WHAT YOU HAVE TO DO:
The word "TileSource" may appear in some lines of the data; copy every such line.

[Dataset entries]
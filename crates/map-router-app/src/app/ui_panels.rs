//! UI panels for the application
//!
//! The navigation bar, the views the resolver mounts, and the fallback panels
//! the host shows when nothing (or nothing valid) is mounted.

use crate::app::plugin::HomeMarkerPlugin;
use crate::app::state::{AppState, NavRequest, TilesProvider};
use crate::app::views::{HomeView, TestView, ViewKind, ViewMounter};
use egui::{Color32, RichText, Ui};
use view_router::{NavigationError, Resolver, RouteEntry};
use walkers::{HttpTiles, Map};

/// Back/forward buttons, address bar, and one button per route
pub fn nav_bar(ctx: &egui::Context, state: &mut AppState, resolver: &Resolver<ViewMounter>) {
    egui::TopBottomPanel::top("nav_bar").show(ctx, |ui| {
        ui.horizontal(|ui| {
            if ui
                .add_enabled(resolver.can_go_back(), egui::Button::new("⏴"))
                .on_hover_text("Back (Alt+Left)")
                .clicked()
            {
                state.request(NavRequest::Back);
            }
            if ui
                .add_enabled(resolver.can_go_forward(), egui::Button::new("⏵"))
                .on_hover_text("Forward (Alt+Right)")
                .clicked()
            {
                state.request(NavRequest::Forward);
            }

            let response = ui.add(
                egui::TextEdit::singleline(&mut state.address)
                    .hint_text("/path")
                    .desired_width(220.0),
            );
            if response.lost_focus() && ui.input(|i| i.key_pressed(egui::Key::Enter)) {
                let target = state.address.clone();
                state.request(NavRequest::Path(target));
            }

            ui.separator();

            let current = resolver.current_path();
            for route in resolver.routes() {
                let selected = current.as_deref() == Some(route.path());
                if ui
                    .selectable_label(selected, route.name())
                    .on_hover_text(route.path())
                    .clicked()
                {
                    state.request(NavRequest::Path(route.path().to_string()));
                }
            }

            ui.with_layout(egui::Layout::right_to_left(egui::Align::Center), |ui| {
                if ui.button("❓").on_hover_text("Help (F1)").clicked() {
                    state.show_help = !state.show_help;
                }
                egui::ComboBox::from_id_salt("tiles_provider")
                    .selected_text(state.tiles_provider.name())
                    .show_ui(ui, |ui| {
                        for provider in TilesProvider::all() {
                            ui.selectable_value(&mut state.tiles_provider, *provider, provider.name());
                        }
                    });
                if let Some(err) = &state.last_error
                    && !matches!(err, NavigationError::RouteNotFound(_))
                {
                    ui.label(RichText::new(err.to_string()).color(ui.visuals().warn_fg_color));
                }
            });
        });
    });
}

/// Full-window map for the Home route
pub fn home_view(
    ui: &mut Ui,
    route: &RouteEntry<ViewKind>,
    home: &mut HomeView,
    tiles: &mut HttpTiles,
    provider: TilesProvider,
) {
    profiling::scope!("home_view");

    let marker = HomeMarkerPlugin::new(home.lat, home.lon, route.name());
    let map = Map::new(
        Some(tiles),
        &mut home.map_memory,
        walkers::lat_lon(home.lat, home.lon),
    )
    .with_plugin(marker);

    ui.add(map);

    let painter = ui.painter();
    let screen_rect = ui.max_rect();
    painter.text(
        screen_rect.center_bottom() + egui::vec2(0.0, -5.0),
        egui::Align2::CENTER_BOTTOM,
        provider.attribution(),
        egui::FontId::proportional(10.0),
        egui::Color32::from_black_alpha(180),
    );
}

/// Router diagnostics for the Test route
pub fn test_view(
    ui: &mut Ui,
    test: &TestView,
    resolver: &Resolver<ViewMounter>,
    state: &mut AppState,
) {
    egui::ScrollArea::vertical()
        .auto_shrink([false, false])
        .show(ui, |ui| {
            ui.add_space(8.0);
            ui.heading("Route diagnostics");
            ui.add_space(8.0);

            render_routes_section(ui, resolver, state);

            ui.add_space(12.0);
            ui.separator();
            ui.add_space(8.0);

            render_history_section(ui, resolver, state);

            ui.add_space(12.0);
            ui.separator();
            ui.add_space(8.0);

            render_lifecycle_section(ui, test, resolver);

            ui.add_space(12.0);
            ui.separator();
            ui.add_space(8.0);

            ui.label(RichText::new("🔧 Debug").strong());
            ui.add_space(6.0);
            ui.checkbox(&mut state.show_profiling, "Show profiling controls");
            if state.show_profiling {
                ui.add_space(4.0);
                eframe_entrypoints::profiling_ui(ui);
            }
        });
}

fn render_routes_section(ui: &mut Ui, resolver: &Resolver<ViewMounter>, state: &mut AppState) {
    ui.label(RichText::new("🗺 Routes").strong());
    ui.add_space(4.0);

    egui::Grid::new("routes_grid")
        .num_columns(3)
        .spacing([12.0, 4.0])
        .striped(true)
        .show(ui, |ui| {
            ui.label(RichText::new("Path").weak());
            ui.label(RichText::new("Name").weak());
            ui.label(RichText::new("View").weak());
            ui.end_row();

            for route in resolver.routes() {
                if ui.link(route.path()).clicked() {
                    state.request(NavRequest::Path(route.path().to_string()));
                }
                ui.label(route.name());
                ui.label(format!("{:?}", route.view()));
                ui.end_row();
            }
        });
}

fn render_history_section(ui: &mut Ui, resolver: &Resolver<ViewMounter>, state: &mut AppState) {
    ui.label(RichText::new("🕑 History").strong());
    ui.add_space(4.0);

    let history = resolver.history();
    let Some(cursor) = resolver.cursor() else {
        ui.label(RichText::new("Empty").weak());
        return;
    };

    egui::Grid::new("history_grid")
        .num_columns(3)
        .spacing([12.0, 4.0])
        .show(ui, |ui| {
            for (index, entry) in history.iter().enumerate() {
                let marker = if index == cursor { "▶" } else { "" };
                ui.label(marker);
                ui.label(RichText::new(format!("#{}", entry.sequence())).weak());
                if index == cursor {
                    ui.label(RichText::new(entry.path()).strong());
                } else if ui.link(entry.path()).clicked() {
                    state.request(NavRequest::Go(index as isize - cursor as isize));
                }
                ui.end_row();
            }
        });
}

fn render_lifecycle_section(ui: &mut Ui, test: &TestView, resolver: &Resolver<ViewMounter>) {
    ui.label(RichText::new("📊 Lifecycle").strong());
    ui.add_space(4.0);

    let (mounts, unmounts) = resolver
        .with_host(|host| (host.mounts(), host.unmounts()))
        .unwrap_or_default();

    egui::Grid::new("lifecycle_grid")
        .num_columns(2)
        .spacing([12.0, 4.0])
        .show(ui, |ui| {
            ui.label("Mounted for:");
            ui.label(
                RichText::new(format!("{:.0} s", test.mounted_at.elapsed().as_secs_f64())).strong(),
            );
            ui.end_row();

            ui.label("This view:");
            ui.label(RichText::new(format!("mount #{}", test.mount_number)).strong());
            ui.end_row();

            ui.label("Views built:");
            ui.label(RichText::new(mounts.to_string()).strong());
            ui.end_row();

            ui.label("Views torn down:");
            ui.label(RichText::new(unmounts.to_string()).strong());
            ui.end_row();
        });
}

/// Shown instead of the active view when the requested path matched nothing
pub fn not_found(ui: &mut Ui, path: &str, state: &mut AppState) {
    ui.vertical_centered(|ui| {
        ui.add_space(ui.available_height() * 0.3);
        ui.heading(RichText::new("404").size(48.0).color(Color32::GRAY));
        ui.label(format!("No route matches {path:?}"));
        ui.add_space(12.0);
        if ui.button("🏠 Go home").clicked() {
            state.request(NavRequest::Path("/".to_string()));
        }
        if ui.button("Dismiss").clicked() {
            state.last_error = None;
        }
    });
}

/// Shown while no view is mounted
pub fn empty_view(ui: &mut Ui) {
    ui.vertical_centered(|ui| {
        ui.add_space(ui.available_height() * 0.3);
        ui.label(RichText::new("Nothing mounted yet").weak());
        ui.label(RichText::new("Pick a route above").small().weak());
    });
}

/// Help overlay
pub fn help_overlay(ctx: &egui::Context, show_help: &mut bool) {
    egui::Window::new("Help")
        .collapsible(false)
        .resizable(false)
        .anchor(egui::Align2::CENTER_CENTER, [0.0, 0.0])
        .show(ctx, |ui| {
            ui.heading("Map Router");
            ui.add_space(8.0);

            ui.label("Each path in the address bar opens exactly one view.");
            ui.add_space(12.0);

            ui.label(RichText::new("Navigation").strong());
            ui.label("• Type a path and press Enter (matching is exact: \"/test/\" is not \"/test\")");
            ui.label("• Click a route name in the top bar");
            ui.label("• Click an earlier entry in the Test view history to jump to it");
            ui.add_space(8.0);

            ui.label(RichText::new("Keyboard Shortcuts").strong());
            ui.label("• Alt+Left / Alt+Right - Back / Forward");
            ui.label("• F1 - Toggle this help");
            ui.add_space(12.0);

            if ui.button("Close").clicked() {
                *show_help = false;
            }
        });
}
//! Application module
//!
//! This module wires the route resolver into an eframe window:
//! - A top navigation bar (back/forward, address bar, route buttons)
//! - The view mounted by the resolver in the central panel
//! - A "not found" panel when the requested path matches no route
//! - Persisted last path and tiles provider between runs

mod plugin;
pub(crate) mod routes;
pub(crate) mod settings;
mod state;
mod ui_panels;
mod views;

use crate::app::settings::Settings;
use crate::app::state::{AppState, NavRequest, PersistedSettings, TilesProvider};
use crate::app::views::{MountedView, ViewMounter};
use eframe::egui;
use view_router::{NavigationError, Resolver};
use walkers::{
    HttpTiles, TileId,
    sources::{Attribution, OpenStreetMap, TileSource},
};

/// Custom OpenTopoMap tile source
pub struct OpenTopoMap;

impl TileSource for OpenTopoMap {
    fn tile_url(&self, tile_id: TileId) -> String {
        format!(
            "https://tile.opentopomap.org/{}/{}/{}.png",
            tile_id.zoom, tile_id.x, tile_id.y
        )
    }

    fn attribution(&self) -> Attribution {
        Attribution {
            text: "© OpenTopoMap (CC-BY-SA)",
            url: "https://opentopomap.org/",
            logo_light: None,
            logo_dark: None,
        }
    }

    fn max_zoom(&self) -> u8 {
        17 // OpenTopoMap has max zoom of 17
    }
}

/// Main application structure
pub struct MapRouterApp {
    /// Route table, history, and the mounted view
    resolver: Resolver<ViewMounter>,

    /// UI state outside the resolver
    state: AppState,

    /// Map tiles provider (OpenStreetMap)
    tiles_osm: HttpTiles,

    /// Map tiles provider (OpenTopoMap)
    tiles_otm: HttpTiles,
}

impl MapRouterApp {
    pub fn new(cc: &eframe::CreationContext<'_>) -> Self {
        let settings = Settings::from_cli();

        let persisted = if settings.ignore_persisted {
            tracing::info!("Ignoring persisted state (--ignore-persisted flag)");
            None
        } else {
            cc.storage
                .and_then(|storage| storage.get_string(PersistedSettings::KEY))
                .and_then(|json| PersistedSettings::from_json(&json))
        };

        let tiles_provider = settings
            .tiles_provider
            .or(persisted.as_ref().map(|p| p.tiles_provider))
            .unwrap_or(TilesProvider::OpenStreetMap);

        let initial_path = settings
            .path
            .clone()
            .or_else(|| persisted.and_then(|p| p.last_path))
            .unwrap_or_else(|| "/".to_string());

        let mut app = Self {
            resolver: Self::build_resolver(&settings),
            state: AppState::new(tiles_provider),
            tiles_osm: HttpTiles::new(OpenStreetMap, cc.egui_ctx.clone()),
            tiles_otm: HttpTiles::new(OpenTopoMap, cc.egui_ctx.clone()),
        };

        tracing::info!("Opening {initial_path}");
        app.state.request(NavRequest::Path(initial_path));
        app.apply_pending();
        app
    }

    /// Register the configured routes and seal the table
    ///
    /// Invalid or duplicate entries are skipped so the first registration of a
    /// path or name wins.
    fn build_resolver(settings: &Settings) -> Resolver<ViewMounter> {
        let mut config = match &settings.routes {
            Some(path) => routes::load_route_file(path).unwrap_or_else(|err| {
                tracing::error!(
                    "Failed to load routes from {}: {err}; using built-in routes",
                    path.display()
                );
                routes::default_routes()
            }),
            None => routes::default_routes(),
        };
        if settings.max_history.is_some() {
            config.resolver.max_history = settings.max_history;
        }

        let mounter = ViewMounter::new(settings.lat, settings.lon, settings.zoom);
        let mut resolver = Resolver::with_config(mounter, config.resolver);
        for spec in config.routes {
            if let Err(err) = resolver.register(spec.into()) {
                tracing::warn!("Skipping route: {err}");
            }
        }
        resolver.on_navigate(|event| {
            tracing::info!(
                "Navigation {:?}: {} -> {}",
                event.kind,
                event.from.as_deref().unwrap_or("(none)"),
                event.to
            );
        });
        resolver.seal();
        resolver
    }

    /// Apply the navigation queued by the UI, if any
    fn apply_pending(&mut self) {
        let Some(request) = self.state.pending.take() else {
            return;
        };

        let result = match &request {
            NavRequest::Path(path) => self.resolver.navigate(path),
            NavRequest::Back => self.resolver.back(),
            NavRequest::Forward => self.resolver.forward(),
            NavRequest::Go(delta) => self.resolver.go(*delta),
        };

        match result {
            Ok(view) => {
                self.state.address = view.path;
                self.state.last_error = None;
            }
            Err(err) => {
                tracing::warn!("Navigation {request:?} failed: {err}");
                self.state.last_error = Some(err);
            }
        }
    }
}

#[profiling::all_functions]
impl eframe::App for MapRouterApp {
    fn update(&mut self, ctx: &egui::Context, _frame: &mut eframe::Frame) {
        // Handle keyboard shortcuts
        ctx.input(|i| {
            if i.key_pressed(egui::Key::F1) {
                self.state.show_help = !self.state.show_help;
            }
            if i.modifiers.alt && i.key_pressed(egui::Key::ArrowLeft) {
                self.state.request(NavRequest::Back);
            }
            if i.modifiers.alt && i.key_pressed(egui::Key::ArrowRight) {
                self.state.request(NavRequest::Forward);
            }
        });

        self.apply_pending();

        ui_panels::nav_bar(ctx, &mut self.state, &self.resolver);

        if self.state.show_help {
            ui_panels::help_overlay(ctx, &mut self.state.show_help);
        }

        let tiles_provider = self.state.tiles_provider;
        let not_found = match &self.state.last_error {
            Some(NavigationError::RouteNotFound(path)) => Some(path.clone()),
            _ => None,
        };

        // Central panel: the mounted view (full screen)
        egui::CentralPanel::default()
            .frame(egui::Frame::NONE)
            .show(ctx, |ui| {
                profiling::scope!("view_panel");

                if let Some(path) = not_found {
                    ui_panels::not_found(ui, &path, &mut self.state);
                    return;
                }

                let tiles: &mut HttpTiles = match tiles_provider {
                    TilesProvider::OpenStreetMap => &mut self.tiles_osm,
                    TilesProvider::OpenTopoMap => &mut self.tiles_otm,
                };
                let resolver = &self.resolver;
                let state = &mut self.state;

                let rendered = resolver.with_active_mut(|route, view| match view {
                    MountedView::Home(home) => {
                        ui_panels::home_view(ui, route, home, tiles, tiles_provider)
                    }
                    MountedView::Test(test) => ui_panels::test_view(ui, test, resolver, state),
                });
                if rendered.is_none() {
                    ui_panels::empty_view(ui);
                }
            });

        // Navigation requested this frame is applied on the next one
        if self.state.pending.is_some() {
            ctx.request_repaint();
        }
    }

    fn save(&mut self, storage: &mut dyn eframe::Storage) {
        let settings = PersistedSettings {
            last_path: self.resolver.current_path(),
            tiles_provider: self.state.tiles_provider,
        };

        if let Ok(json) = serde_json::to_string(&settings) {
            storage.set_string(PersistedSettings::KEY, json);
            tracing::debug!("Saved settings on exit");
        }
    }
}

PROBLEM SOLUTION:
    sources::{Attribution, OpenStreetMap, TileSource},
impl TileSource for OpenTopoMap {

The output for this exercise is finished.